EXPERT ANALYSIS FROM A CONFERENCE ON INTERNAL MEDICINE SPONSORED BY THE UNIVERSITIY OF COLORADO

Myth No. 5: No hypokalemia means no primary hyperaldosteronism. Resistant hypertension (defined as above-goal blood pressure despite the use of at least three optimally dosed medications from different classes) is present in 35% of hypertensive patients. Primary hyperaldosteronism is the cause of resistant hypertension in 10%-20% cases. In the past, the diagnosis of primary hypoaldosteronism leaned heavily on the presence of hypokalemia. More recently, however, studies demonstrate that normokalemic hypertension is the most common presentation of primary hyperaldosteronism; hypokalemia is present in only 9%-37% of cases, and these tend to be the most severe ones.

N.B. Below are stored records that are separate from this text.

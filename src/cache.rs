//! Process-local and file-backed caches.

use chrono::Utc;
use serde::de::DeserializeOwned;
use serde::{Deserialize, Serialize};
use sha2::{Digest, Sha256};
use std::collections::HashMap;
use std::hash::Hash;
use std::path::{Path, PathBuf};
use std::sync::{Mutex, MutexGuard, PoisonError};
use thiserror::Error;
use tracing::{debug, warn};

/// Freshness window for persisted entries.
pub const PERSISTED_TTL_MS: i64 = 24 * 60 * 60 * 1000;

/// In-memory key/value cache scoped to one application session.
///
/// No TTL: entries live until `clear` or until the cache is dropped. The lock
/// is only held for the duration of a single get/insert.
#[derive(Debug)]
pub struct SessionCache<K, V> {
    entries: Mutex<HashMap<K, V>>,
}

impl<K, V> Default for SessionCache<K, V> {
    fn default() -> Self {
        Self {
            entries: Mutex::new(HashMap::new()),
        }
    }
}

impl<K: Eq + Hash, V: Clone> SessionCache<K, V> {
    pub fn new() -> Self {
        Self::default()
    }

    fn lock(&self) -> MutexGuard<'_, HashMap<K, V>> {
        self.entries.lock().unwrap_or_else(PoisonError::into_inner)
    }

    pub fn get(&self, key: &K) -> Option<V> {
        self.lock().get(key).cloned()
    }

    pub fn insert(&self, key: K, value: V) {
        self.lock().insert(key, value);
    }

    pub fn remove(&self, key: &K) -> Option<V> {
        self.lock().remove(key)
    }

    pub fn clear(&self) {
        self.lock().clear();
    }

    /// Drops every entry for which `keep` returns false.
    pub fn retain(&self, mut keep: impl FnMut(&K, &V) -> bool) {
        self.lock().retain(|k, v| keep(k, v));
    }

    pub fn len(&self) -> usize {
        self.lock().len()
    }

    pub fn is_empty(&self) -> bool {
        self.lock().is_empty()
    }
}

#[derive(Debug, Error)]
pub enum CacheError {
    #[error("cache I/O error: {0}")]
    Io(#[from] std::io::Error),
    #[error("cache encoding error: {0}")]
    Json(#[from] serde_json::Error),
}

#[derive(Debug, Serialize, Deserialize)]
struct PersistedEntry {
    /// Epoch milliseconds at write time.
    timestamp: i64,
    data: serde_json::Value,
}

/// One JSON file per key, each `{ "timestamp": epoch-ms, "data": ... }`.
///
/// Reads treat missing, stale and unreadable files alike, as misses.
#[derive(Debug, Clone)]
pub struct PersistedCache {
    dir: PathBuf,
    ttl_ms: i64,
}

/// SHA-256 of the key, hex encoded: distinct keys never share a file and
/// any key is a valid file name.
fn file_stem(key: &str) -> String {
    let mut hasher = Sha256::new();
    hasher.update(key.as_bytes());
    hex::encode(hasher.finalize())
}

impl PersistedCache {
    pub fn new(dir: impl Into<PathBuf>) -> Self {
        Self {
            dir: dir.into(),
            ttl_ms: PERSISTED_TTL_MS,
        }
    }

    pub fn with_ttl_ms(mut self, ttl_ms: i64) -> Self {
        self.ttl_ms = ttl_ms;
        self
    }

    pub fn dir(&self) -> &Path {
        &self.dir
    }

    fn path_for(&self, key: &str) -> PathBuf {
        self.dir.join(format!("{}.json", file_stem(key)))
    }

    pub async fn get<T: DeserializeOwned>(&self, key: &str) -> Option<T> {
        self.get_at(key, Utc::now().timestamp_millis()).await
    }

    pub async fn get_at<T: DeserializeOwned>(&self, key: &str, now_ms: i64) -> Option<T> {
        let path = self.path_for(key);
        let bytes = tokio::fs::read(&path).await.ok()?;
        let entry: PersistedEntry = match serde_json::from_slice(&bytes) {
            Ok(entry) => entry,
            Err(e) => {
                warn!(path = %path.display(), error = %e, "discarding unreadable cache entry");
                return None;
            }
        };
        if now_ms - entry.timestamp >= self.ttl_ms {
            debug!(key, "persisted cache entry is stale");
            return None;
        }
        serde_json::from_value(entry.data).ok()
    }

    pub async fn put<T: Serialize>(&self, key: &str, value: &T) -> Result<(), CacheError> {
        self.put_at(key, value, Utc::now().timestamp_millis()).await
    }

    pub async fn put_at<T: Serialize>(
        &self,
        key: &str,
        value: &T,
        timestamp_ms: i64,
    ) -> Result<(), CacheError> {
        tokio::fs::create_dir_all(&self.dir).await?;
        let entry = PersistedEntry {
            timestamp: timestamp_ms,
            data: serde_json::to_value(value)?,
        };
        tokio::fs::write(self.path_for(key), serde_json::to_vec(&entry)?).await?;
        Ok(())
    }

    pub async fn remove(&self, key: &str) -> Result<(), CacheError> {
        match tokio::fs::remove_file(self.path_for(key)).await {
            Ok(()) => Ok(()),
            Err(e) if e.kind() == std::io::ErrorKind::NotFound => Ok(()),
            Err(e) => Err(e.into()),
        }
    }
}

Screening for primary hyperaldosteronism is warranted in all patients with resistant hypertension with no other explanation, in those with an abnormal-appearing adrenal gland on CT, and in those with hypokalemia. The combination of a plasma aldosterone–to– plasma renin activity ratio greater than 30, plus an absolute plasma aldosterone concentration above 20 ng/dL, has been shown to have 90% sensitivity and 91% specificity for primary aldosteronism, Dr. Mehler continued.

Most affected patients respond to spironolactone with a marked blood pressure reduction. This drug, which costs pennies per day, is one of just four cardiovascular medications that were developed before 1960 and are still widely used today. The others are digoxin, aspirin, and warfarin, he noted.

Dr. Mehler reported having no financial conflicts.